# Tip Karma



## Rickshaw (Jun 30, 2017)

Long time ago when I started driving (as a teenager), I was at a stop and a homeless man asked for change. I handed a handful of loose coins to him and I thought that was the end of it. But as soon as the light turns green and I started to drive away, the beggar slapped the loose change back onto the roof of my car. The coins flew all over as I was driving. He must be offended by my giving him coins.

Yesterday, a pax dropped a bunch of coins into my tip box. I wonder if she’s just trying to lighten up her purse, or was she really appreciative of my service...

I have not counted the change yet.


----------



## backcountryrez (Aug 24, 2017)

She's a fortune teller. She foresees you waiting for pax on many a street, for minutes at a time. Long enough to be putting quarters in those meters.


----------



## CrazyFemaleDriver (Sep 25, 2016)

I took Uber once. Had ZERO bills but did have change. Tipped in change. Quarters add up...but I did apologize to the driver as that was all the $ I had.


----------



## Merc7186 (Jul 8, 2017)

What makes this more amazing is that you have a tip box?


----------



## Uberingdude (May 29, 2017)

What happened to Beggars can't be choosers?


----------



## EpicSwoleness (Jun 21, 2017)

Uberingdude said:


> What happened to Beggars can't be choosers?

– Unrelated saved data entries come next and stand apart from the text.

impl Session {
    /// Create an idle session for the given peripheral
    pub fn new(peripheral_id: impl Into<String>, model: DeviceModel) -> Self {
        Self::with_config(peripheral_id, model, SessionConfig::default())
    }

    pub fn with_config(
        peripheral_id: impl Into<String>,
        model: DeviceModel,
        config: SessionConfig,
    ) -> Self {
        Self {
            peripheral_id: peripheral_id.into(),
            model,
            config,
            params: None,
            state: SessionState::Idle,
            pending: None,
            battery_percentage: None,
        }
    }

    pub fn state(&self) -> SessionState {
        self.state
    }

    pub fn peripheral_id(&self) -> &str {
        &self.peripheral_id
    }

    pub fn model(&self) -> DeviceModel {
        self.model
    }

    /// Payload encoding convention in use
    pub fn variant(&self) -> DeviceVariant {
        self.config.variant.unwrap_or_else(|| self.model.variant())
    }

    pub fn config(&self) -> &SessionConfig {
        &self.config
    }

    /// Parameters captured by the last start request
    pub fn params(&self) -> Option<&StreamParams> {
        self.params.as_ref()
    }

    /// Request awaiting a response
    pub fn pending(&self) -> Option<Request> {
        self.pending
    }

    /// Last battery level reported while streaming
    pub fn battery_percentage(&self) -> Option<u8> {
        self.battery_percentage
    }

    pub fn pairing_pin(&self) -> &str {
        &self.config.pairing_pin
    }

    /// Set the PIN sent with the next pair request
    ///
    /// # Errors
    ///
    /// Returns an error if the PIN does not fit in a pair frame.
    pub fn set_pairing_pin(&mut self, pin: impl Into<String>) -> Result<()> {
        let pin = pin.into();
        validate_pairing_pin(&pin)?;
        self.config.pairing_pin = pin;
        Ok(())
    }

    /// Abandon whatever is in progress and return to `Idle`
    pub fn teardown(&mut self) -> Vec<Effect> {
        let mut effects = Vec::new();
        if self.state != SessionState::Idle {
            info!(state = %self.state, "Tearing down session");
        }
        self.reset(&mut effects);
        effects
    }

    /// Feed one event through the state machine
    pub fn handle(&mut self, event: Event) -> Vec<Effect> {
        let mut effects = Vec::new();

        match event {
            Event::StartRequested(params) => self.on_start_requested(params, &mut effects),
            Event::StopRequested => self.on_stop_requested(&mut effects),
            Event::DeviceDiscovered {
                id,
                manufacturer_data,
            } => self.on_device_discovered(id, manufacturer_data, &mut effects),
            Event::Notification {
                characteristic,
                data,
            } => self.on_notification(characteristic, &data, &mut effects),
            Event::WatchdogExpired(watchdog) => {
                warn!(
                    watchdog = %watchdog,
                    state = %self.state,
                    "Watchdog expired, abandoning session"
                );
                self.reset(&mut effects);
            }
        }

        effects
    }

    fn on_start_requested(&mut self, params: StreamParams, effects: &mut Vec<Effect>) {
        info!(
            model = %self.model,
            resolution = %params.resolution,
            fps = params.fps,
            bitrate = params.bitrate,
            stabilization = %params.stabilization,
            "Starting live stream"
        );

        self.reset(effects);
        self.params = Some(params);
        self.arm(Watchdog::Start, effects);
        effects.push(Effect::StartDiscovery);
        self.set_state(SessionState::Discovering, effects);
    }

    fn on_stop_requested(&mut self, effects: &mut Vec<Effect>) {
        if self.state == SessionState::Idle {
            debug!("Stop requested while idle, ignoring");
            return;
        }

        info!(state = %self.state, "Stopping live stream");

        if self.state == SessionState::Discovering {
            effects.push(Effect::StopDiscovery);
        }
        effects.push(Effect::CancelWatchdog(Watchdog::Start));
        self.arm(Watchdog::Stop, effects);
        self.send(Request::StopStreaming, Ok(payload::stop_streaming()), effects);
        self.set_state(SessionState::StoppingStream, effects);
    }

    fn on_device_discovered(
        &mut self,
        id: String,
        manufacturer_data: Option<Bytes>,
        effects: &mut Vec<Effect>,
    ) {
        if self.state != SessionState::Discovering {
            trace!(peripheral = %id, state = %self.state, "Ignoring discovery outside of scan");
            return;
        }
        if id != self.peripheral_id {
            trace!(peripheral = %id, "Ignoring other peripheral");
            return;
        }
        let Some(manufacturer_data) = manufacturer_data else {
            debug!(peripheral = %id, "Target found without manufacturer data, waiting");
            return;
        };

        if self.model == DeviceModel::Unknown {
            if let Some(model) = model::model_from_manufacturer_data(&manufacturer_data) {
                if model.is_known() {
                    info!(model = %model, "Identified camera model from advertising data");
                    self.model = model;
                }
            }
        }

        effects.push(Effect::StopDiscovery);
        effects.push(Effect::Connect { peripheral_id: id });
        // Re-armed to cover the connect and any reconnect attempts
        self.arm(Watchdog::Start, effects);
        self.set_state(SessionState::Connecting, effects);
    }

    fn on_notification(&mut self, characteristic: u16, data: &[u8], effects: &mut Vec<Effect>) {
        if self.state == SessionState::Connecting
            && characteristic == gatt::NOTIFY_CHARACTERISTIC
        {
            info!("Camera ready, attempting to pair");
            let pair = payload::pair(&self.config.pairing_pin);
            if self.send(Request::Pair, pair, effects) {
                self.set_state(SessionState::CheckingPaired, effects);
            }
            return;
        }

        if data.is_empty() {
            debug!(characteristic = format!("0x{:04X}", characteristic), "Received empty message");
            return;
        }

        let frame = match Frame::decode(data) {
            Ok(frame) => frame,
            Err(e) => {
                warn!(error = %e, data = %hex::encode(data), "Dropping malformed frame");
                return;
            }
        };

        debug!(frame = %frame, state = %self.state, "Received frame");

        match self.state {
            SessionState::CheckingPaired => self.process_checking_paired(&frame, effects),
            SessionState::Pairing => self.process_pairing(effects),
            SessionState::CleaningUp => self.process_cleaning_up(&frame, effects),
            SessionState::PreparingStream => self.process_preparing_stream(&frame, effects),
            SessionState::SettingUpWifi => self.process_setting_up_wifi(&frame, effects),
            SessionState::Configuring => self.process_configuring(&frame, effects),
            SessionState::StartingStream => self.process_starting_stream(&frame, effects),
            SessionState::Streaming => self.process_streaming(&frame),
            SessionState::StoppingStream => self.process_stopping_stream(&frame, effects),
            SessionState::Idle | SessionState::Discovering | SessionState::Connecting => {
                debug!(state = %self.state, "Received message in unexpected state");
            }
        }
    }

    fn process_checking_paired(&mut self, frame: &Frame, effects: &mut Vec<Effect>) {
        if !self.answers_pending(frame) {
            return;
        }
        if frame.payload.as_ref() == payloads::ALREADY_PAIRED {
            info!("Camera already paired");
            self.process_pairing(effects);
        } else {
            info!("Confirm pairing on the camera");
            self.set_state(SessionState::Pairing, effects);
        }
    }

    fn process_pairing(&mut self, effects: &mut Vec<Effect>) {
        if self.send(Request::StopStreaming, Ok(payload::stop_streaming()), effects) {
            self.set_state(SessionState::CleaningUp, effects);
        }
    }

    fn process_cleaning_up(&mut self, frame: &Frame, effects: &mut Vec<Effect>) {
        if !self.answers_pending(frame) {
            return;
        }
        if self.send(Request::PrepareToStream, Ok(payload::prepare_to_stream()), effects) {
            self.set_state(SessionState::PreparingStream, effects);
        }
    }

    fn process_preparing_stream(&mut self, frame: &Frame, effects: &mut Vec<Effect>) {
        if !self.answers_pending(frame) {
            return;
        }
        let wifi = match &self.params {
            Some(p) if !p.wifi_ssid.is_empty() && !p.wifi_password.is_empty() => {
                payload::setup_wifi(&p.wifi_ssid, &p.wifi_password)
            }
            _ => {
                warn!("No Wi-Fi credentials, cannot continue setup");
                return;
            }
        };
        if self.send(Request::SetupWifi, wifi, effects) {
            self.set_state(SessionState::SettingUpWifi, effects);
        }
    }

    fn process_setting_up_wifi(&mut self, frame: &Frame, effects: &mut Vec<Effect>) {
        if !self.answers_pending(frame) {
            return;
        }
        if self.model.requires_configuration() {
            let Some(stabilization) = self.params.as_ref().map(|p| p.stabilization) else {
                warn!("No stream parameters, cannot configure");
                return;
            };
            let configure = payload::configure(stabilization, self.variant());
            if self.send(Request::Configure, Ok(configure), effects) {
                self.set_state(SessionState::Configuring, effects);
            }
        } else {
            self.send_start_streaming(effects);
        }
    }

    fn process_configuring(&mut self, frame: &Frame, effects: &mut Vec<Effect>) {
        if !self.answers_pending(frame) {
            return;
        }
        self.send_start_streaming(effects);
    }

    fn send_start_streaming(&mut self, effects: &mut Vec<Effect>) {
        let variant = self.variant();
        let start = match &self.params {
            Some(p) if !p.url.is_empty() => payload::start_streaming(
                &p.url,
                p.resolution,
                p.fps,
                p.bitrate_kbps(),
                variant,
            ),
            _ => {
                warn!("No stream URL, cannot start streaming");
                return;
            }
        };
        if self.send(Request::StartStreaming, start, effects) {
            self.set_state(SessionState::StartingStream, effects);
        }
    }

    fn process_starting_stream(&mut self, frame: &Frame, effects: &mut Vec<Effect>) {
        if !self.answers_pending(frame) {
            return;
        }
        self.pending = None;
        effects.push(Effect::CancelWatchdog(Watchdog::Start));
        self.set_state(SessionState::Streaming, effects);
    }

    fn process_streaming(&mut self, frame: &Frame) {
        if frame.command_type != telemetry::BATTERY_TYPE {
            return;
        }
        if let Some(&percentage) = frame.payload.get(telemetry::BATTERY_OFFSET) {
            if self.battery_percentage != Some(percentage) {
                debug!(battery = percentage, "Battery level updated");
            }
            self.battery_percentage = Some(percentage);
        }
    }

    fn process_stopping_stream(&mut self, frame: &Frame, effects: &mut Vec<Effect>) {
        if !self.answers_pending(frame) {
            return;
        }
        info!("Live stream stopped");
        self.reset(effects);
    }

    fn answers_pending(&self, frame: &Frame) -> bool {
        match self.pending {
            Some(request) if request.is_answered_by(frame) => true,
            pending => {
                debug!(
                    transaction_id = format!("0x{:04X}", frame.transaction_id),
                    pending = ?pending,
                    "Dropping response for another transaction"
                );
                false
            }
        }
    }

    /// Encode and queue a request. Returns false if it could not be encoded.
    fn send(&mut self, request: Request, payload: Result<Bytes>, effects: &mut Vec<Effect>) -> bool {
        let encoded = payload.and_then(|payload| request.frame(payload).encode());
        match encoded {
            Ok(frame) => {
                debug!(request = %request, len = frame.len(), "Sending request");
                self.pending = Some(request);
                effects.push(Effect::Write {
                    request,
                    frame: frame.freeze(),
                });
                true
            }
            Err(e) => {
                warn!(request = %request, error = %e, "Failed to encode request");
                false
            }
        }
    }

    fn arm(&self, watchdog: Watchdog, effects: &mut Vec<Effect>) {
        let after = match watchdog {
            Watchdog::Start => self.config.start_timeout,
            Watchdog::Stop => self.config.stop_timeout,
        };
        effects.push(Effect::ArmWatchdog { watchdog, after });
    }

    fn reset(&mut self, effects: &mut Vec<Effect>) {
        effects.push(Effect::CancelWatchdog(Watchdog::Start));
        effects.push(Effect::CancelWatchdog(Watchdog::Stop));
        effects.push(Effect::ReleaseTransport);
        self.pending = None;
        self.battery_percentage = None;
        self.set_state(SessionState::Idle, effects);
    }

    fn set_state(&mut self, state: SessionState, effects: &mut Vec<Effect>) {
        if self.state == state {
            return;
        }
        info!(from = %self.state, to = %state, "State change");
        self.state = state;
        effects.push(Effect::StateChanged(state));
    }
}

Good question, but not the one to ask if you've just been turned down for a date.



Rickshaw said:


> Long time ago when I started driving (as a teenager), I was at a stop and a homeless man asked for change. I handed a handful of loose coins to him and I thought that was the end of it. But as soon as the light turns green and I started to drive away, the beggar slapped the loose change back onto the roof of my car. The coins flew all over as I was driving. He must be offended by my giving him coins.
> 
> Yesterday, a pax dropped a bunch of coins into my tip box. I wonder if she's just trying to lighten up her purse, or was she really appreciative of my service...
> 
> I have not counted the change yet.


Money is money.

That beggar sounds like a total POS


----------



## Mars Troll Number 4 (Oct 30, 2015)

hmm... I have 69c change from buying my latte, i could give it to this driver, or save it until i get a big enough pile to take to that machine in walmart... erm he's doing a good job"


So it could be both...


----------



## Rickshaw (Jun 30, 2017)

Mears Troll Number 4 said:


> hmm... I have 69c change from buying my latte, i could give it to this driver, or save it until i get a big enough pile to take to that machine in walmart... erm he's doing a good job"
> 
> So it could be both...


Or she couldn't care less about the coins, or the driver. She could just be clearing her... conscience.


----------